Maybe it’s just that I’m an American. Or maybe it’s because I’m largely unaware of other holidays. But I still get a strong impression that Internet traffic mirrors American culture and American holidays. Shouldn’t this be changing? Or has it already, and I’m just witnessing an illusion?

Thoughts?

6 thoughts on “When Will Internet Traffic Stop Tracking American Holidays?

  1. downtime like July 4th is a good time to a) take some time off (duh), b) work on some linkbait (if you’ve got no social life, that is) or c) get your blog in order via a DIY blog reboot.

    Maybe I think too much about work, but when you’ve got a relaxed workweek anyways holidays can be a good time to get an edge over your competitors.

  2. An English website that caters to a US audience is going to see swings based on US holidays.

    As for the general trend, I think Raj has the right of it. Americans make up a large percentage of internet users, and spend a lot of time on the internet. It is not quite as pervasive everywhere else.

  3. But yes, traffic does reflect American holidays. It’s not that surprising. If you partition all 990 million Internet users, the US still has the most for a single country, as far as I know. Total traffic from other countries versus US may be more, but that really depends on a site by site basis. Some older sites of my had mostly foreign traffic (i.e., “foreign” from my perspective, which is outside North America).

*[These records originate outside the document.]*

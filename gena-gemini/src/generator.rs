//! [`Generator`] implementation backed by the Gemini API.

use async_trait::async_trait;
use tracing::{debug, error};

use gena_core::{AssistantError, GenerationRequest, Generator};

use crate::client::{Error, Gemini};
use crate::generation::{GenerateContentRequest, InlineData};

/// A [`Generator`] that delegates to a [`Gemini`] client.
///
/// Client errors map onto the assistant's boundary taxonomy: an expired
/// deadline becomes `UpstreamTimeout`, everything else becomes a `Model`
/// failure with a human-readable message.
#[derive(Debug, Clone)]
pub struct GeminiGenerator {
    client: Gemini,
}

impl GeminiGenerator {
    /// Wrap an existing client.
    pub fn new(client: Gemini) -> Self {
        Self { client }
    }
}

fn map_error(error: Error) -> AssistantError {
    match error {
        Error::DeadlineExceeded { deadline, .. } => {
            AssistantError::UpstreamTimeout { seconds: deadline.as_secs() }
        }
        other => AssistantError::Model(other.to_string()),
    }
}

#[async_trait]
impl Generator for GeminiGenerator {
    async fn generate(&self, request: GenerationRequest) -> gena_core::Result<String> {
        debug!(model = %self.client.model(), prompt_len = request.prompt.len(), "generating");

        let image = request
            .image
            .map(|img| InlineData { mime_type: img.mime_type, data: img.data });
        let wire = GenerateContentRequest::new(request.instruction, request.prompt, image);

        let response = self.client.generate_content(&wire).await.map_err(|e| {
            error!(error = %e, "generation request failed");
            map_error(e)
        })?;

        let text = response.text();
        if text.is_empty() {
            return Err(AssistantError::Model("model returned no text candidates".into()));
        }
        Ok(text)
    }

    fn name(&self) -> &str {
        self.client.model().as_str()
    }
}
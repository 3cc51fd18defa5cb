//! Data types for documents, chunks, and search results.

use serde::{Deserialize, Serialize};

/// A source document containing text content.
#[derive(Debug, Clone, Serialize, Deserialize, PartialEq)]
pub struct Document {
    /// Unique identifier for the document.
    pub id: String,
    /// The text content of the document.
    pub text: String,
}

impl Document {
    /// Create a document from an id and its text.
    pub fn new(id: impl Into<String>, text: impl Into<String>) -> Self {
        Self { id: id.into(), text: text.into() }
    }
}

/// A segment of a [`Document`] with its vector embedding.
///
/// A chunk paired with a non-empty embedding is the unit the
/// [`VectorIndex`](crate::VectorIndex) persists. Chunks are immutable once
/// inserted.
#[derive(Debug, Clone, Serialize, Deserialize, PartialEq)]
pub struct Chunk {
    /// Unique identifier, derived as `{document_id}_{chunk_index}`.
    pub id: String,
    /// The text content of the chunk.
    pub text: String,
    /// Byte offset of this chunk's start within the source document.
    pub source_offset: usize,
    /// The vector embedding for this chunk's text. Empty until the
    /// pipeline attaches one.
    pub embedding: Vec<f32>,
    /// The ID of the parent [`Document`].
    pub document_id: String,
}

/// A retrieved [`Chunk`] paired with a relevance score.
#[derive(Debug, Clone, Serialize, Deserialize)]
pub struct SearchResult {
    /// The retrieved chunk.
    pub chunk: Chunk,
    /// Cosine similarity to the query (higher is more relevant).
    pub score: f32,
}
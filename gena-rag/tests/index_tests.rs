//! Behavior and property tests for the persisted vector index.

use gena_rag::document::Chunk;
use gena_rag::error::RagError;
use gena_rag::index::VectorIndex;
use proptest::prelude::*;
use tempfile::tempdir;

fn chunk(id: &str, text: &str, embedding: Vec<f32>) -> Chunk {
    Chunk {
        id: id.to_string(),
        text: text.to_string(),
        source_offset: 0,
        embedding,
        document_id: "doc_1".to_string(),
    }
}

#[tokio::test]
async fn search_with_inserted_embedding_returns_that_chunk_first() {
    let dir = tempdir().unwrap();
    let index = VectorIndex::open(dir.path().join("kb.json")).unwrap();

    index
        .insert_batch(vec![
            chunk("a", "alpha", vec![1.0, 0.0, 0.0]),
            chunk("b", "beta", vec![0.0, 1.0, 0.0]),
            chunk("c", "gamma", vec![0.0, 0.0, 1.0]),
        ])
        .await
        .unwrap();

    let results = index.search(&[0.0, 1.0, 0.0], 3).await.unwrap();
    assert_eq!(results[0].chunk.id, "b");
    assert!((results[0].score - 1.0).abs() < 1e-6, "cosine self-similarity should be 1.0");
}

#[tokio::test]
async fn search_with_fewer_entries_than_k_returns_all() {
    let dir = tempdir().unwrap();
    let index = VectorIndex::open(dir.path().join("kb.json")).unwrap();

    index
        .insert_batch(vec![
            chunk("a", "alpha", vec![1.0, 0.0]),
            chunk("b", "beta", vec![0.0, 1.0]),
        ])
        .await
        .unwrap();

    let results = index.search(&[1.0, 1.0], 10).await.unwrap();
    assert_eq!(results.len(), 2);
}

#[tokio::test]
async fn search_on_empty_index_fails_with_empty_index() {
    let dir = tempdir().unwrap();
    let index = VectorIndex::open(dir.path().join("kb.json")).unwrap();

    let result = index.search(&[1.0, 0.0], 3).await;
    assert!(matches!(result, Err(RagError::EmptyIndex)));
}

#[tokio::test]
async fn search_rejects_zero_k() {
    let dir = tempdir().unwrap();
    let index = VectorIndex::open(dir.path().join("kb.json")).unwrap();
    index.insert_batch(vec![chunk("a", "alpha", vec![1.0])]).await.unwrap();

    let result = index.search(&[1.0], 0).await;
    assert!(matches!(result, Err(RagError::InvalidArgument(_))));
}

#[tokio::test]
async fn exact_score_ties_rank_earlier_insertions_first() {
    let dir = tempdir().unwrap();
    let index = VectorIndex::open(dir.path().join("kb.json")).unwrap();

    // Identical embeddings: every score ties exactly.
    index
        .insert_batch(vec![
            chunk("first", "one", vec![1.0, 0.0]),
            chunk("second", "two", vec![1.0, 0.0]),
            chunk("third", "three", vec![1.0, 0.0]),
        ])
        .await
        .unwrap();

    let results = index.search(&[1.0, 0.0], 3).await.unwrap();
    let ids: Vec<&str> = results.iter().map(|r| r.chunk.id.as_str()).collect();
    assert_eq!(ids, ["first", "second", "third"]);
}

#[tokio::test]
async fn insert_rejects_dimension_mismatch_within_batch() {
    let dir = tempdir().unwrap();
    let index = VectorIndex::open(dir.path().join("kb.json")).unwrap();

    let result = index
        .insert_batch(vec![
            chunk("a", "alpha", vec![1.0, 0.0]),
            chunk("b", "beta", vec![1.0, 0.0, 0.0]),
        ])
        .await;

    assert!(matches!(result, Err(RagError::DimensionMismatch { expected: 2, actual: 3 })));
    // The batch was rejected before any mutation.
    assert_eq!(index.len().await, 0);
}

#[tokio::test]
async fn insert_rejects_dimension_mismatch_with_established_index() {
    let dir = tempdir().unwrap();
    let index = VectorIndex::open(dir.path().join("kb.json")).unwrap();
    index.insert_batch(vec![chunk("a", "alpha", vec![1.0, 0.0])]).await.unwrap();

    let result = index.insert_batch(vec![chunk("b", "beta", vec![1.0])]).await;
    assert!(matches!(result, Err(RagError::DimensionMismatch { expected: 2, actual: 1 })));
    assert_eq!(index.len().await, 1);
}

#[tokio::test]
async fn query_of_wrong_dimensionality_is_rejected() {
    let dir = tempdir().unwrap();
    let index = VectorIndex::open(dir.path().join("kb.json")).unwrap();
    index.insert_batch(vec![chunk("a", "alpha", vec![1.0, 0.0])]).await.unwrap();

    let result = index.search(&[1.0, 0.0, 0.0], 1).await;
    assert!(matches!(result, Err(RagError::DimensionMismatch { .. })));
}

// ── Persistence ─────────────────────────────────────────────────────

#[tokio::test]
async fn persist_then_load_yields_identical_entries_in_order() {
    let dir = tempdir().unwrap();
    let path = dir.path().join("kb.json");

    let batch = vec![
        chunk("a", "alpha", vec![1.0, 0.0]),
        chunk("b", "beta", vec![0.0, 1.0]),
        chunk("c", "gamma", vec![0.5, 0.5]),
    ];

    {
        let index = VectorIndex::open(&path).unwrap();
        index.insert_batch(batch.clone()).await.unwrap();
    }

    let reloaded = VectorIndex::open(&path).unwrap();
    assert_eq!(reloaded.len().await, 3);
    assert_eq!(reloaded.dimensions().await, Some(2));

    // Order and content survive the round trip exactly.
    let results = reloaded.search(&[1.0, 0.0], 3).await.unwrap();
    assert_eq!(results[0].chunk, batch[0]);
}

#[tokio::test]
async fn open_on_missing_store_yields_empty_index() {
    let dir = tempdir().unwrap();
    let path = dir.path().join("never_written.json");

    let index = VectorIndex::open(&path).unwrap();
    assert!(index.is_empty().await);
    assert!(!VectorIndex::exists(&path));
}

#[tokio::test]
async fn open_on_corrupted_store_fails_with_corrupt_index() {
    let dir = tempdir().unwrap();
    let path = dir.path().join("kb.json");
    std::fs::write(&path, b"{ not json").unwrap();

    let result = VectorIndex::open(&path);
    assert!(matches!(result, Err(RagError::CorruptIndex { .. })));
}

#[tokio::test]
async fn open_on_unsupported_version_fails_with_corrupt_index() {
    let dir = tempdir().unwrap();
    let path = dir.path().join("kb.json");
    std::fs::write(
        &path,
        br#"{"version": 99, "dimensions": null, "created_at": "2024-01-01T00:00:00Z", "entries": []}"#,
    )
    .unwrap();

    let result = VectorIndex::open(&path);
    assert!(matches!(result, Err(RagError::CorruptIndex { .. })));
}

#[tokio::test]
async fn storage_failure_rolls_back_the_whole_batch() {
    let dir = tempdir().unwrap();
    // The parent directory does not exist, so persistence must fail.
    let path = dir.path().join("missing_dir").join("kb.json");

    let index = VectorIndex::open(&path).unwrap();
    let result = index
        .insert_batch(vec![
            chunk("a", "alpha", vec![1.0, 0.0]),
            chunk("b", "beta", vec![0.0, 1.0]),
        ])
        .await;

    assert!(matches!(result, Err(RagError::Storage { .. })));

    // In-memory state rolled back: no partial subset survives.
    assert_eq!(index.len().await, 0);
    assert!(matches!(index.search(&[1.0, 0.0], 1).await, Err(RagError::EmptyIndex)));

    // Nothing was persisted either.
    assert!(!VectorIndex::exists(&path));
    assert!(VectorIndex::open(&path).unwrap().is_empty().await);
}

#[tokio::test]
async fn exists_reports_store_presence_without_loading() {
    let dir = tempdir().unwrap();
    let path = dir.path().join("kb.json");
    assert!(!VectorIndex::exists(&path));

    let index = VectorIndex::open(&path).unwrap();
    index.insert_batch(vec![chunk("a", "alpha", vec![1.0])]).await.unwrap();
    assert!(VectorIndex::exists(&path));
}

// ── Search ordering property ────────────────────────────────────────

/// Generate a non-zero L2-normalized embedding of the given dimension.
fn arb_normalized_embedding(dim: usize) -> impl Strategy<Value = Vec<f32>> {
    proptest::collection::vec(-1.0f32..1.0f32, dim).prop_filter_map(
        "non-zero embedding",
        |mut v| {
            let norm: f32 = v.iter().map(|x| x * x).sum::<f32>().sqrt();
            if norm < 1e-8 {
                return None;
            }
            for val in &mut v {
                *val /= norm;
            }
            Some(v)
        },
    )
}

proptest! {
    #![proptest_config(ProptestConfig::with_cases(64))]

    /// For any set of stored embeddings, search returns results ordered by
    /// descending cosine similarity, bounded by both `k` and the entry
    /// count.
    #[test]
    fn search_results_ordered_descending_and_bounded(
        embeddings in proptest::collection::vec(arb_normalized_embedding(8), 1..20),
        query in arb_normalized_embedding(8),
        k in 1usize..25,
    ) {
        let rt = tokio::runtime::Runtime::new().unwrap();
        let (results, count) = rt.block_on(async {
            let dir = tempdir().unwrap();
            let index = VectorIndex::open(dir.path().join("kb.json")).unwrap();

            let chunks: Vec<Chunk> = embeddings
                .iter()
                .enumerate()
                .map(|(i, e)| chunk(&format!("c{i}"), "text", e.clone()))
                .collect();
            let count = chunks.len();

            index.insert_batch(chunks).await.unwrap();
            (index.search(&query, k).await.unwrap(), count)
        });

        prop_assert!(results.len() <= k);
        prop_assert!(results.len() <= count);
        for window in results.windows(2) {
            prop_assert!(
                window[0].score >= window[1].score,
                "results not in descending order: {} < {}",
                window[0].score,
                window[1].score,
            );
        }
    }
}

    But since other languages (i.e., Japanese) now have a prominent slice of the content in the blogosphere (according to Technorati), traffic patterns may change.

    Still, I would hazard a guess that of the Americans online, they probably spend more minutes per week online than any other country. So I’m still inclined to think that American holidays will have the greatest negative effect on sites. That’s been my observation for two years now.

  4. Umm, it’s July 3rd today. Have you finally gotten hold of a Tardis and stepped into the future, Ryan?

  5. Point taken. But my understanding is that there is an Internet wide traffic drop-off on a day like July 4th, even on non-US targeted sites.